Canadian dairy farmers are navigating a season of unusual pressure. Feed prices fell sharply in 2024 and 2025, yet overall input costs remain stubborn. Labour shortages continue to challenge daily operations. The 2026 farmgate price increase offers some relief, but it is not enough to ease the chronic squeeze between rising expectations for animal welfare, climate accountability and operational efficiency. Across the country, nearly a million dairy cows continue converting carbon, protein and energy into milk each day. Only a fraction of those nutrients becomes saleable milk, and the rest leave through air and manure. This nutritional inefficiency is both an economic loss and an environmental burden, and farmers have long sought better tools to understand it.
Mirror, mirror
A new generation of technology is beginning to provide those tools. Digital twins, once limited to aerospace and advanced manufacturing, are now entering the barn. They are not futuristic novelties. They are practical instruments that help producers extract more value from the information already flowing through their farms.
A digital twin is a continuously updated virtual version of a real system. In dairy, that system might be an individual cow, a milking robot or the entire barn. The twin mirrors the real-time state of the animal or equipment it represents. When a cow walks to the feedbunk, her virtual counterpart records it. When rumination patterns shift, when milk flow changes slightly or when temperature rises in the calf barn, the twin integrates those signals. Rather than analysing data in isolation, a digital twin unifies behaviour, health, nutrition and environmental conditions into a single, coherent picture.
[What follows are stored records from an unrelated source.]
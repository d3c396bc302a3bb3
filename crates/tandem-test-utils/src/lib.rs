// SPDX-FileCopyrightText: 2026 Tandem Contributors
// SPDX-License-Identifier: MIT OR Apache-2.0

//! Test utilities for Tandem.
//!
//! Provides scripted stand-ins for the two seams the orchestrator depends on,
//! enabling fast, deterministic tests without a model daemon or network.
//!
//! # Components
//!
//! - [`MockEngine`] - scripted [`InferenceEngine`](tandem_core::InferenceEngine)
//! - [`MockBackend`] - scripted [`ChatBackend`](tandem_core::ChatBackend)

pub mod mock_backend;
pub mod mock_engine;

pub use mock_backend::MockBackend;
pub use mock_engine::MockEngine;

use tandem_core::TandemError;

/// One scripted reply, consumed by a single call.
#[derive(Debug, Clone)]
pub enum MockReply {
    /// Streamed as the given pieces; non-streamed calls get them joined.
    Text(Vec<String>),
    /// The call fails.
    Fail(MockFailure),
}

impl MockReply {
    /// A reply streamed as a single chunk.
    pub fn text(text: impl Into<String>) -> Self {
        MockReply::Text(vec![text.into()])
    }

    /// A reply streamed as several chunks.
    pub fn chunks<I, S>(chunks: I) -> Self
    where
        I: IntoIterator<Item = S>,
        S: Into<String>,
    {
        MockReply::Text(chunks.into_iter().map(Into::into).collect())
    }

    /// A reply that fails with a backend error carrying `message`.
    pub fn backend_error(message: impl Into<String>) -> Self {
        MockReply::Fail(MockFailure::Backend(message.into()))
    }

    pub(crate) fn joined(&self) -> Result<String, TandemError> {
        match self {
            MockReply::Text(chunks) => Ok(chunks.concat()),
            MockReply::Fail(failure) => Err(failure.to_error()),
        }
    }
}

/// Error kinds a scripted reply can produce.
#[derive(Debug, Clone, PartialEq, Eq)]
pub enum MockFailure {
    Backend(String),
    Config(String),
    EngineNotReady,
}

impl MockFailure {
    pub fn to_error(&self) -> TandemError {
        match self {
            MockFailure::Backend(message) => TandemError::backend(message.clone()),
            MockFailure::Config(message) => TandemError::Config(message.clone()),
            MockFailure::EngineNotReady => TandemError::EngineNotReady,
        }
    }
}

const DEFAULT_REPLY: &str = "mock response";
// SPDX-FileCopyrightText: 2026 Tandem Contributors
// SPDX-License-Identifier: MIT OR Apache-2.0

//! End-to-end tests for the assembled application.
//!
//! The local engine is scripted; the remote backend is a real HTTP client
//! talking to a wiremock server that speaks the chat completions SSE format.

use std::sync::Arc;

use tandem::app::App;
use tandem_config::TandemConfig;
use tandem_config::model::RemoteConfig;
use tandem_core::types::{Message, MessageSource};
use tandem_local::LocalAdapter;
use tandem_openai::RemoteAdapter;
use tandem_openai::client::OpenAiClient;
use tandem_test_utils::{MockEngine, MockReply};
use wiremock::matchers::{body_string_contains, method, path};
use wiremock::{Mock, MockServer, ResponseTemplate};

const PEOPLE: &[(&str, &str)] = &[("Ada Lovelace", "person"), ("Initech", "organization")];

/// Classifies everything as `score`, detects names from [`PEOPLE`] and
/// answers chat with a fixed local reply.
fn engine(score: u8) -> MockEngine {
    MockEngine::with_responder(move |req| {
        let system = &req.messages[0].content;
        let last = req.messages.last().map(|m| m.content.as_str()).unwrap_or("");
        if req.response_format.is_none() {
            return MockReply::chunks(["Local ", "answer."]);
        }
        if system.contains("privacy filter") {
            let found: Vec<String> = PEOPLE
                .iter()
                .filter(|(name, _)| last.contains(name))
                .map(|(name, kind)| format!(r#"{{"name": "{name}", "type": "{kind}"}}"#))
                .collect();
            return MockReply::text(format!(r#"{{"entities": [{}]}}"#, found.join(", ")));
        }
        MockReply::text(format!(r#"{{"score": {score}, "explanation": "fixed"}}"#))
    })
}

fn sse(parts: &[&str]) -> String {
    let mut body: String = parts
        .iter()
        .map(|p| format!("data: {{\"choices\":[{{\"delta\":{{\"content\":\"{p}\"}}}}]}}\n\n"))
        .collect();
    body.push_str("data: [DONE]\n\n");
    body
}

fn app(server: &MockServer, score: u8) -> App {
    let config = TandemConfig::default();
    let local = Arc::new(LocalAdapter::new(&config));
    local.install(Arc::new(engine(score))).unwrap();

    let remote_config = RemoteConfig {
        api_url: format!("{}/v1/chat/completions", server.uri()),
        api_key: Some("sk-e2e".to_string()),
        max_retries: 0,
        ..RemoteConfig::default()
    };
    let client = OpenAiClient::new(&remote_config).unwrap();
    let remote = Arc::new(RemoteAdapter::with_client(
        client,
        config.agent.system_prompt.clone(),
    ));
    App::with_adapters(config, local, remote)
}

async fn ask(app: &App, text: &str) -> Message {
    let turn = app.chat.send_message(text).unwrap();
    let reply_id = turn.reply_id.clone();
    turn.wait().await;
    app.chat
        .messages()
        .into_iter()
        .find(|m| m.id == reply_id)
        .unwrap()
}

#[tokio::test]
async fn remote_turn_never_sends_real_names() {
    let server = MockServer::start().await;
    Mock::given(method("POST"))
        .and(path("/v1/chat/completions"))
        .and(body_string_contains("PERSON_1"))
        .respond_with(
            ResponseTemplate::new(200)
                .insert_header("content-type", "text/event-stream")
                .set_body_string(sse(&["PERSON_1 joined ", "ORG_1 in 1843."])),
        )
        .expect(1)
        .mount(&server)
        .await;

    let app = app(&server, 1);
    let reply = ask(&app, "@remote Where did Ada Lovelace work? Was it Initech?").await;

    assert_eq!(reply.source, MessageSource::Remote);
    assert_eq!(reply.text, "Ada Lovelace joined Initech in 1843.");

    let requests = server.received_requests().await.unwrap();
    let body = String::from_utf8_lossy(&requests[0].body);
    assert!(!body.contains("Ada Lovelace"));
    assert!(!body.contains("Initech"));
    assert!(!body.contains("@remote"));
    assert!(body.contains("Where did PERSON_1 work? Was it ORG_1?"));
}

#[tokio::test]
async fn simple_prompt_stays_local() {
    let server = MockServer::start().await;
    let app = app(&server, 1);

    let reply = ask(&app, "What is 2 + 2?").await;

    assert_eq!(reply.source, MessageSource::Local);
    assert_eq!(reply.text, "Local answer.");
    assert!(server.received_requests().await.unwrap().is_empty());
}

#[tokio::test]
async fn complex_prompt_goes_remote() {
    let server = MockServer::start().await;
    Mock::given(method("POST"))
        .respond_with(
            ResponseTemplate::new(200)
                .insert_header("content-type", "text/event-stream")
                .set_body_string(sse(&["Remote ", "answer."])),
        )
        .mount(&server)
        .await;
    let app = app(&server, 5);

    let reply = ask(&app, "Prove the four colour theorem").await;

    assert_eq!(reply.source, MessageSource::Remote);
    assert_eq!(reply.text, "Remote answer.");
}

#[tokio::test]
async fn remote_http_error_fails_only_that_turn() {
    let server = MockServer::start().await;
    Mock::given(method("POST"))
        .respond_with(ResponseTemplate::new(401).set_body_json(serde_json::json!({
            "error": {"message": "Incorrect API key provided", "type": "invalid_request_error"}
        })))
        .mount(&server)
        .await;
    let app = app(&server, 1);

    let failed = ask(&app, "@remote hello").await;
    assert_eq!(failed.source, MessageSource::Error);
    assert_eq!(failed.text, "Incorrect API key provided");

    let next = ask(&app, "hello again").await;
    assert_eq!(next.source, MessageSource::Local);
    assert!(!app.chat.is_loading());
}

#[tokio::test]
async fn session_pseudonyms_survive_across_turns_until_cleared() {
    let server = MockServer::start().await;
    Mock::given(method("POST"))
        .respond_with(
            ResponseTemplate::new(200)
                .insert_header("content-type", "text/event-stream")
                .set_body_string(sse(&["Noted, PERSON_1."])),
        )
        .mount(&server)
        .await;
    let app = app(&server, 1);

    ask(&app, "@remote I am Ada Lovelace").await;
    let reply = ask(&app, "@remote Remember Ada Lovelace?").await;
    assert_eq!(reply.text, "Noted, Ada Lovelace.");
    assert_eq!(
        app.chat.session_macro_map().get("PERSON_1").map(String::as_str),
        Some("Ada Lovelace")
    );

    app.chat.clear_session();
    assert!(app.chat.session_macro_map().is_empty());
}

#[tokio::test]
async fn unloaded_engine_fails_untagged_turns_with_loading_message() {
    let config = TandemConfig::default();
    let local = Arc::new(LocalAdapter::new(&config));
    let remote = Arc::new(RemoteAdapter::new(&config).unwrap());
    let app = App::with_adapters(config, local, remote);

    let reply = ask(&app, "hi").await;
    assert_eq!(reply.source, MessageSource::Error);
    assert!(reply.text.contains("still loading"));
}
Canadian dairy barns are already rich with data. Automated milking systems track thousands of data points each day. Sensors record temperature, humidity, airflow, activity and rumination. Rumen boluses monitor internal physiology. Cameras are increasingly used to observe posture, gait and body condition. Digital twins allow these streams to work together instead of living in separate dashboards. Once connected, they reveal patterns that are almost impossible to see with the human eye alone.
Minimizing risk
At the MooAnalytica research group at Dalhousie University, we are developing digital twin systems that bring precision nutrition into everyday practice. The idea is simple. If a virtual version of each cow reflects her physiology and behaviour accurately, we can simulate how she would respond to potential ration changes before those changes are made in the real barn. The digital twin becomes a safe testing ground for decisions that could otherwise carry financial or animal health risks.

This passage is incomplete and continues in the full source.